Your Zenith is SS case, not bronze.


----------



## Resco (Apr 11, 2013)

EnderW said:


> Your Zenith is SS case, not bronze.


My mistake. No idea why I put that! I think I'm staying up too late stressing about this issue! ?


----------



## mgennone (Aug 9, 2014)

Love the look...have had Bronze watches and still do not like the smell they sometimes get. Not to mention if I touch it against my skin.....otherwise beauty.


----------



## Mirabello1 (Sep 1, 2011)

Tried this on , loved it as I am a big bronze fan, but it was just too big. Wish it was a 42 

Sent from my SM-G900V using Tapatalk


----------



## ducatidoc (Oct 12, 2009)

Wow...this was one confusing thread. The pic of the bronze does look tasty though.


----------



## Recoil Rob (Jun 28, 2014)

I too have been lusting after this but for the size. When they make it as a 40-42 I'm in!


----------



## second hand (Nov 17, 2006)

This watch will become a classic. Not sure if you have tried on but it works even on a smaller wrist.


----------



## michael8238 (Sep 13, 2015)

I personally think the Type 20 series in general look much better than IWC's pilot. Can't believe ppl pay such a premium for those IWCs


----------



## JodyH (Apr 12, 2016)

Adding some pics of my Bronze Pilot to keep the thread going.


----------



## second hand (Nov 17, 2006)

These watch would give a horn to a gelding! How is watch going keeping time? When I got mine it was losing -13 seconds a day which is a little more than what I would have like. I sent it back to be adjusted & now runs at -4 Seconds a day.


----------



## JodyH (Apr 12, 2016)

Mine was originally +12 seconds a day but after a few passes across the degausser and a month on the wrist it's down to averaging +4 seconds a day and still showing improvement every week.
My last check after 24 hours showed it down to +2.8 so I expect this week's average to be close to averaging +3/day for the week.


----------



## Ossian (Oct 4, 2015)

I tried this on at an AD a few weeks ago and I haven't been able to get it out of my head since. My wrists are 6.75, so I assumed it would be far too large, but I have to say that it definitely wore smaller than I expected. I'm heading to Vegas this week for business, and I think I'll have to try it on again. About the only thing I don't love is the onion crown but even that is growing on me. It's between this, a Glashutte Original Senator Sixties blue, and an IWC Spitfire Chrono -- the wonder of Vegas is that I'll be able to try them all on within a few minutes of one another...


----------



## ducatidoc (Oct 12, 2009)

Ossian said:


> I tried this on at an AD a few weeks ago and I haven't been able to get it out of my head since. My wrists are 6.75, so I assumed it would be far too large, but I have to say that it definitely wore smaller than I expected.

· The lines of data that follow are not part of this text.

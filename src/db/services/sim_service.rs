use sea_orm::{
    ColumnTrait, DatabaseConnection, DbErr, EntityTrait, Order, QueryFilter, QueryOrder,
};

use crate::db::entities::prelude::*;
use crate::db::entities::{sim_card, sim_payment};
use crate::db::enums::PaymentStatus;

pub async fn list_sim_cards(db: &DatabaseConnection) -> Result<Vec<sim_card::Model>, DbErr> {
    SimCard::find()
        .order_by(SimCardColumn::Id, Order::Asc)
        .all(db)
        .await
}

pub async fn get_sim_card(
    db: &DatabaseConnection,
    sim_id: &str,
) -> Result<Option<sim_card::Model>, DbErr> {
    SimCard::find_by_id(sim_id).one(db).await
}

pub async fn delete_sim_card(db: &DatabaseConnection, sim_id: &str) -> Result<u64, DbErr> {
    let res = SimCard::delete_by_id(sim_id).exec(db).await?;
    Ok(res.rows_affected)
}

/// Payments by due date, optionally narrowed by station, status, and a
/// permitted station set (`None` = unscoped).
pub async fn list_sim_payments(
    db: &DatabaseConnection,
    station_id: Option<&str>,
    status: Option<PaymentStatus>,
    permitted: Option<&[String]>,
) -> Result<Vec<sim_payment::Model>, DbErr> {
    if let Some(ids) = permitted {
        if ids.is_empty() {
            return Ok(Vec::new());
        }
    }

    let mut query = SimPayment::find();
    if let Some(station_id) = station_id {
        query = query.filter(SimPaymentColumn::StationId.eq(station_id));
    }
    if let Some(status) = status {
        query = query.filter(SimPaymentColumn::Status.eq(status));
    }
    if let Some(ids) = permitted {
        query = query.filter(SimPaymentColumn::StationId.is_in(ids.iter().cloned()));
    }
    query
        .order_by(SimPaymentColumn::DueDate, Order::Asc)
        .all(db)
        .await
}

pub async fn get_sim_payment(
    db: &DatabaseConnection,
    payment_id: &str,
) -> Result<Option<sim_payment::Model>, DbErr> {
    SimPayment::find_by_id(payment_id).one(db).await
}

I'm heading to Vegas this week for business, and I think I'll have to try it on again. About the only thing I don't love is the onion crown but even that is growing on me. It's between this, a Glashutte Original Senator Sixties blue, and an IWC Spitfire Chrono -- the wonder of Vegas is that I'll be able to try them all on within a few minutes of one another...


I think the cross-sectional shape of your wrist also has to be considered. Mine are only 6.75" and I can and do wear a 57.5mm Montre with no problem, but my wrists are flatter as opposed to rounded. YMMV


----------